Today, October 16, was named, by someone, somewhere, “World Hunger Day.” My Twitter feed was filled with calls to sign petitions and send messages to lawmakers. As I read various blog posts discussing the subject from different angles- though not a single one was actually written by anyone who had known more than a few hours of hunger when on some fad diet or other- I was struck once again by the disparity between words and actions, between rich and poor, and between the assistance offered and that which is really needed.
My family has known hunger, but even so we have been blessed to never feel the gut wrenching pain of true hunger that caused some of the Companions of the Prophet Muhammad, may Allaah’s praise and salutations be upon him, to tie stones against their stomachs to try to alleviate the feeling. We have never felt the hunger felt by the children that paw through the garbage in Sana’a, licking out tuna cans and rejoicing over a half-eaten piece of chicken or bread that some more fortunate person tossed aside without a second thought. We have never felt the hunger that must have been felt by the little girl who came to our door in Shihr one hot afternoon, begging for water, then asking if we had any vegetables or bread. As we filled a bottle with water for her, she sat on the step, eating a carrot with the eagerness that other children would show over a chocolate chip cookie. We never even felt the hunger that the students in Damaaj must have felt during the Shi’ite blockade of the village a year ago, when my son told me they would have a piece of bread for the whole family, and perhaps a few raisins as a treat. This, for a whole day. And during this blockade Western “aid” agencies were making noise about the condition of the Shi’ites, while remaining silent about those they were oppressing. And after the blockade was finally lifted, it was largely the aid of their Muslim brothers and sisters in Yemen, some of them who could hardly feed themselves, that came rolling in on the trucks with food for the villagers and students.
This is what I think of when I read about these Western movements and their petitions and calls to action. What do they really know about the needs and desires of the people they are trying to help? How much do they understand about the rich and vibrant cultures in these countries, based upon belief systems and traditions that run stronger in the veins of the people than their own blood? From the ease and comfort of their air conditioned homes, with a click of the mouse they feel they have helped alleviate hunger in the world, when they have not only never known hunger; they have never looked true hunger in the face. They expect the people who are receiving their charity to shower them with praise and gratitude, and don’t understand when this isn’t forthcoming. They don’t look at the result of what they have done, or question whether it has been done in the right way, with respect and honor for the beliefs and traditions of the people they are trying to help.

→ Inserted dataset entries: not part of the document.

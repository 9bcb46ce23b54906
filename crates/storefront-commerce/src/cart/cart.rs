//! Cart state and line items.

use crate::cart::CartAction;
use crate::error::CommerceError;
use crate::ids::ProductId;
use crate::money::Money;
use serde::{Deserialize, Serialize};
use std::collections::HashSet;

/// The fields of a product that a cart line item freezes when it is added.
#[derive(Debug, Clone, PartialEq, Serialize, Deserialize)]
pub struct ProductSnapshot {
    pub id: ProductId,
    pub title: String,
    #[serde(default, skip_serializing_if = "Option::is_none")]
    pub brand: Option<String>,
    #[serde(default)]
    pub thumbnail: String,
    pub price: Money,
}

impl ProductSnapshot {
    pub fn new(id: impl Into<ProductId>, title: impl Into<String>, price: Money) -> Self {
        Self {
            id: id.into(),
            title: title.into(),
            brand: None,
            thumbnail: String::new(),
            price,
        }
    }

    pub fn with_brand(mut self, brand: impl Into<String>) -> Self {
        self.brand = Some(brand.into());
        self
    }

    pub fn with_thumbnail(mut self, thumbnail: impl Into<String>) -> Self {
        self.thumbnail = thumbnail.into();
        self
    }
}

/// A line item in the cart.
///
/// Stored carts carry the whole product record next to `quantity`; only
/// the fields below are kept, the rest is ignored when loading.
#[derive(Debug, Clone, PartialEq, Serialize, Deserialize)]
#[serde(rename_all = "camelCase")]
pub struct CartLineItem {
    /// Product identifier, unique within a cart.
    pub id: ProductId,
    /// Product name at the time it was added.
    pub title: String,
    /// Brand at the time it was added.
    #[serde(default, skip_serializing_if = "Option::is_none")]
    pub brand: Option<String>,
    /// Thumbnail at the time it was added.
    #[serde(default)]
    pub thumbnail: String,
    /// Unit price at the time it was added.
    pub price: Money,
    /// Quantity, at least 1.
    pub quantity: i64,
}

impl CartLineItem {
    fn new(product: ProductSnapshot, quantity: i64) -> Self {
        Self {
            id: product.id,
            title: product.title,
            brand: product.brand,
            thumbnail: product.thumbnail,
            price: product.price,
            quantity,
        }
    }

    /// Unit price times quantity.
    pub fn line_total(&self) -> Result<Money, CommerceError> {
        self.price
            .checked_multiply(self.quantity)
            .ok_or(CommerceError::Overflow)
    }
}

/// The cart: ordered line items and their total.
///
/// `total_amount` is recomputed from the items after every change and is
/// never adjusted on its own. Deserializing validates the items and
/// recomputes the total, so a loaded state upholds the same rules as one
/// built through the operations below.
#[derive(Debug, Clone, Default, PartialEq, Serialize, Deserialize)]
#[serde(rename_all = "camelCase", try_from = "CartSnapshot")]
pub struct CartState {
    items: Vec<CartLineItem>,
    total_amount: Money,
}

/// A cart as found in storage, before validation.
#[derive(Debug, Clone, Deserialize)]
#[serde(rename_all = "camelCase")]
pub struct CartSnapshot {
    pub items: Vec<CartLineItem>,
    #[serde(default)]
    pub total_amount: Option<Money>,
}

impl TryFrom<CartSnapshot> for CartState {
    type Error = CommerceError;

    fn try_from(snapshot: CartSnapshot) -> Result<Self, Self::Error> {
        let mut seen = HashSet::new();
        for item in &snapshot.items {
            if item.quantity < 1 {
                return Err(CommerceError::InvalidQuantity(item.quantity));
            }
            check_price(&item.id, item.price)?;
            if !seen.insert(&item.id) {
                return Err(CommerceError::DuplicateItem(item.id.to_string()));
            }
        }

        let total_amount = compute_total(&snapshot.items)?;
        count_units(&snapshot.items)?;
        if let Some(stored) = snapshot.total_amount {
            if stored != total_amount {
                tracing::warn!(
                    stored = %stored,
                    computed = %total_amount,
                    "stored cart total disagrees with its items, using computed total"
                );
            }
        }

        Ok(Self {
            items: snapshot.items,
            total_amount,
        })
    }
}

/// Prices must be non-negative and small enough to store exactly.
fn check_price(id: &ProductId, price: Money) -> Result<(), CommerceError> {
    if price.is_negative() || !price.is_representable() {
        return Err(CommerceError::InvalidPrice {
            id: id.to_string(),
            price: price.to_string(),
        });
    }
    Ok(())
}

fn count_units(items: &[CartLineItem]) -> Result<i64, CommerceError> {
    items.iter().try_fold(0i64, |count, item| {
        count.checked_add(item.quantity).ok_or(CommerceError::Overflow)
    })
}

fn compute_total(items: &[CartLineItem]) -> Result<Money, CommerceError> {
    items.iter().try_fold(Money::zero(), |total, item| {
        total
            .checked_add(item.line_total()?)
            .ok_or(CommerceError::Overflow)
    })
}

impl CartState {
    /// An empty cart.
    pub fn new() -> Self {
        Self::default()
    }

    /// Line items, in the order they were first added.
    pub fn items(&self) -> &[CartLineItem] {
        &self.items
    }

    /// Sum of price times quantity over all items.
    pub fn total_amount(&self) -> Money {
        self.total_amount
    }

    /// Number of distinct products.
    pub fn len(&self) -> usize {
        self.items.len()
    }

    pub fn is_empty(&self) -> bool {
        self.items.is_empty()
    }

    /// Total number of units (sum of quantities).
    pub fn item_count(&self) -> Result<i64, CommerceError> {
        count_units(&self.items)
    }

    pub fn get(&self, id: &ProductId) -> Option<&CartLineItem> {
        self.items.iter().find(|i| &i.id == id)
    }

    pub fn contains(&self, id: &ProductId) -> bool {
        self.get(id).is_some()
    }

    /// Add `quantity` units of a product.
    ///
    /// An existing line item has its quantity increased; its frozen price
    /// and display fields are kept. Otherwise a new line item is appended.
    /// Negative prices and prices past [`Money::MAX_CENTS`] are rejected.
    pub fn add_item(
        &mut self,
        product: ProductSnapshot,
        quantity: i64,
    ) -> Result<bool, CommerceError> {
        if quantity <= 0 {
            return Err(CommerceError::InvalidQuantity(quantity));
        }
        check_price(&product.id, product.price)?;

        let mut items = self.items.clone();
        match items.iter_mut().find(|i| i.id == product.id) {
            Some(existing) => {
                existing.quantity = existing
                    .quantity
                    .checked_add(quantity)
                    .ok_or(CommerceError::Overflow)?;
            }
            None => items.push(CartLineItem::new(product, quantity)),
        }

        self.commit(items)?;
        Ok(true)
    }

    /// Remove a product. Removing an absent product is a no-op.
    pub fn remove_item(&mut self, id: &ProductId) -> Result<bool, CommerceError> {
        if !self.contains(id) {
            return Ok(false);
        }
        let items = self.items.iter().filter(|i| &i.id != id).cloned().collect();
        self.commit(items)?;
        Ok(true)
    }

    /// Add one unit of a product already in the cart.
    pub fn increment_quantity(&mut self, id: &ProductId) -> Result<bool, CommerceError> {
        self.update_quantity(id, |quantity| {
            quantity.checked_add(1).ok_or(CommerceError::Overflow).map(Some)
        })
    }

    /// Remove one unit of a product. A quantity of 1 is left as is.
    pub fn decrement_quantity(&mut self, id: &ProductId) -> Result<bool, CommerceError> {
        self.update_quantity(id, |quantity| Ok((quantity > 1).then(|| quantity - 1)))
    }

    /// Empty the cart.
    pub fn clear(&mut self) -> bool {
        let changed = !self.is_empty();
        self.items.clear();
        self.total_amount = Money::zero();
        changed
    }

    /// Apply an action, returning whether the state changed.
    pub fn apply(&mut self, action: CartAction) -> Result<bool, CommerceError> {
        match action {
            CartAction::AddItem { product, quantity } => self.add_item(product, quantity),
            CartAction::RemoveItem { id } => self.remove_item(&id),
            CartAction::IncrementQuantity { id } => self.increment_quantity(&id),
            CartAction::DecrementQuantity { id } => self.decrement_quantity(&id),
            CartAction::ClearCart => Ok(self.clear()),
        }
    }

    /// Change one item's quantity. `step` returns `None` to leave it as is.
    fn update_quantity<F>(&mut self, id: &ProductId, step: F) -> Result<bool, CommerceError>
    where
        F: FnOnce(i64) -> Result<Option<i64>, CommerceError>,
    {
        let Some(index) = self.items.iter().position(|i| &i.id == id) else {
            return Ok(false);
        };
        let Some(quantity) = step(self.items[index].quantity)? else {
            return Ok(false);
        };

        let mut items = self.items.clone();
        items[index].quantity = quantity;
        self.commit(items)?;
        Ok(true)
    }

    fn commit(&mut self, items: Vec<CartLineItem>) -> Result<(), CommerceError> {
        let total_amount = compute_total(&items)?;
        count_units(&items)?;
        self.items = items;
        self.total_amount = total_amount;
        Ok(())
    }
}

Alhamdulillah, things have eased for my son and the other students in his village. But for Yemen as a whole, hunger is an everyday fact of life, faced head on, no turning away or changing the channel with the flick of a wrist. Forty-four percent of the population- ten million people– do not have enough food to eat. One third of the population lives in hunger, a figure beaten only by Afghanistan. The situation has been heightened by the revolution, which has caused unrest, turbulence, and increased poverty, just as the scholars warned the people about when the so-called Arab spring began.
In Islaam, giving charity has a very high reward. Many verses of Qur’aan mention this, including the one in which Allaah says, ““Believe in Allaah and His Messenger (Muhammad), and spend of that which He has made you trustees. And such of you as believe and spend (in Allaah’s way), theirs will be a great reward” [al-Hadeed 57:7]
There are also many ahaadeeth, or narrations, from the Messenger of Allaah concerning this, such as, the narration from Abu Hurayrah (may Allaah be pleased with him) in which he reported that the Messenger of Allaah (may Allaah’s praise and salutations be upon him) said, “Allaah said, ‘Spend, Oh son of Aadam, and I shall spend on you.’” Narrated by al-Bukhaari, 5073; Muslim, 993.
The faces of hunger are too many to be counted in one day, not even one so optimistically called “World Hunger Day.” Reducing the real pain and suffering of the hungry people in the world to a catch phrase, a series of blog posts urging petition signings, gives a false sense of action and change and demeans the very people- the grandmothers, grandfathers, parents, children and babies- they claim to want to help.
In this, as in everything, the guidelines are clear, laid out by the Lord of the Worlds. If only the people would listen, and take heed.